What needs to be done:
Using the records below, quote only the span that opens with the line containing "fn sftp(&self) ->" and closes with the line containing "let entries = self.sftp()?.read_dir(path).await.map_err(|err|", exactly and inclusively.

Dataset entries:

● ● ● ● ●

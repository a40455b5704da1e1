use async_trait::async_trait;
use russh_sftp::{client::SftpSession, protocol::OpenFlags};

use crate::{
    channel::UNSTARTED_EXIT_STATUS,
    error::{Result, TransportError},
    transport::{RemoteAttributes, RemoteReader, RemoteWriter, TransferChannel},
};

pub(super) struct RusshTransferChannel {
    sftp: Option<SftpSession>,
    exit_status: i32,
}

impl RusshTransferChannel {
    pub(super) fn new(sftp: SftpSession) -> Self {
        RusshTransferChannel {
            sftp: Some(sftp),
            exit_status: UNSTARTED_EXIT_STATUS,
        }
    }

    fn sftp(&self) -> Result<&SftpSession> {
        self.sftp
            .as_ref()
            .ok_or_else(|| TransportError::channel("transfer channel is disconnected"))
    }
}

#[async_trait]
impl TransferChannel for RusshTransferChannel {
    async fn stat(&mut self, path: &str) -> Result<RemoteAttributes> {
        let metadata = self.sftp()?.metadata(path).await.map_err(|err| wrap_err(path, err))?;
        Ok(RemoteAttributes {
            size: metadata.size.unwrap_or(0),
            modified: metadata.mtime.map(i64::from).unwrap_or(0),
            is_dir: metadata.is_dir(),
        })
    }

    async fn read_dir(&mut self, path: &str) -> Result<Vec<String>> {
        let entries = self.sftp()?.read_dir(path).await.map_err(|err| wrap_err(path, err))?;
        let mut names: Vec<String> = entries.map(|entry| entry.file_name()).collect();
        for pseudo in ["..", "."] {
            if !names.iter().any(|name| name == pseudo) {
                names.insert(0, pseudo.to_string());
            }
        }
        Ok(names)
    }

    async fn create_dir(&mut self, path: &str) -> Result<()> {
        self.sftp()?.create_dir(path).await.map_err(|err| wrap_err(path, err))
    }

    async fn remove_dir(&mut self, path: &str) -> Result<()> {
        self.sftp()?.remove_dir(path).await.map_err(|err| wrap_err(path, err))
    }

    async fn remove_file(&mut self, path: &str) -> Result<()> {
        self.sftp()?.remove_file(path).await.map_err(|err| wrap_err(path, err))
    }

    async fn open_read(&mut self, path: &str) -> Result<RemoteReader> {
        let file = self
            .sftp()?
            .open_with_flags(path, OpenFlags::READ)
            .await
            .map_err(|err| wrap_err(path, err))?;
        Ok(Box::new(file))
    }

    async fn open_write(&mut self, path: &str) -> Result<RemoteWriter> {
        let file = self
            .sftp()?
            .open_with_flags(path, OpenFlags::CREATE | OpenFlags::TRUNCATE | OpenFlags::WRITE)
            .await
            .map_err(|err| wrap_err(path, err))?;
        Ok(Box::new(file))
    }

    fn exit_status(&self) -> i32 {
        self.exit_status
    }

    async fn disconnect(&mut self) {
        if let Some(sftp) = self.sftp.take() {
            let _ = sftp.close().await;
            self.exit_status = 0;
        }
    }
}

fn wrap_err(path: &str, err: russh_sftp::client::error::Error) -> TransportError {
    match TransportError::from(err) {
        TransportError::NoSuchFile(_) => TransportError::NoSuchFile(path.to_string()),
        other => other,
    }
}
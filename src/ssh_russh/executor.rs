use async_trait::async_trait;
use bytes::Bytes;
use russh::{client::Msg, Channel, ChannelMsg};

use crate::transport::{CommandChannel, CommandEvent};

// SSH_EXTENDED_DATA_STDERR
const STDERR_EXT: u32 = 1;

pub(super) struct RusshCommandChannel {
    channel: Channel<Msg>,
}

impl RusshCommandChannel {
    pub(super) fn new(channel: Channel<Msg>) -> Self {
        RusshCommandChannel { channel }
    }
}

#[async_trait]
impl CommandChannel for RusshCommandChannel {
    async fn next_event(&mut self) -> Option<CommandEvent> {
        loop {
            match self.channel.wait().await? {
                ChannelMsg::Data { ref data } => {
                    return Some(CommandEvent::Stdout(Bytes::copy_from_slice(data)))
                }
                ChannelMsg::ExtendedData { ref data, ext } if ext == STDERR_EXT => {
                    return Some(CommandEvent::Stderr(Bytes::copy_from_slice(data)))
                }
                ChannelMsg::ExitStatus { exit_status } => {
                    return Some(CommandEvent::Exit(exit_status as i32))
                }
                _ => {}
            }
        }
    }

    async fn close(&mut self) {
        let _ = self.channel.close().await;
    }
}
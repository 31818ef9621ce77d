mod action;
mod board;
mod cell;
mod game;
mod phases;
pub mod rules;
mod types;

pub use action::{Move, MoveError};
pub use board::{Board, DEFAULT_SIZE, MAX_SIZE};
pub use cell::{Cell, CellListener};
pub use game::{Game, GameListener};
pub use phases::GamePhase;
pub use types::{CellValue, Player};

● ● ● ● ●

Exercise result:
    fn sftp(&self) -> Result<&SftpSession> {
        self.sftp
            .as_ref()
            .ok_or_else(|| TransportError::channel("transfer channel is disconnected"))
    }
}

#[async_trait]
impl TransferChannel for RusshTransferChannel {
    async fn stat(&mut self, path: &str) -> Result<RemoteAttributes> {
        let metadata = self.sftp()?.metadata(path).await.map_err(|err| wrap_err(path, err))?;
        Ok(RemoteAttributes {
            size: metadata.size.unwrap_or(0),
            modified: metadata.mtime.map(i64::from).unwrap_or(0),
            is_dir: metadata.is_dir(),
        })
    }

    async fn read_dir(&mut self, path: &str) -> Result<Vec<String>> {
        let entries = self.sftp()?.read_dir(path).await.map_err(|err| wrap_err(path, err))?;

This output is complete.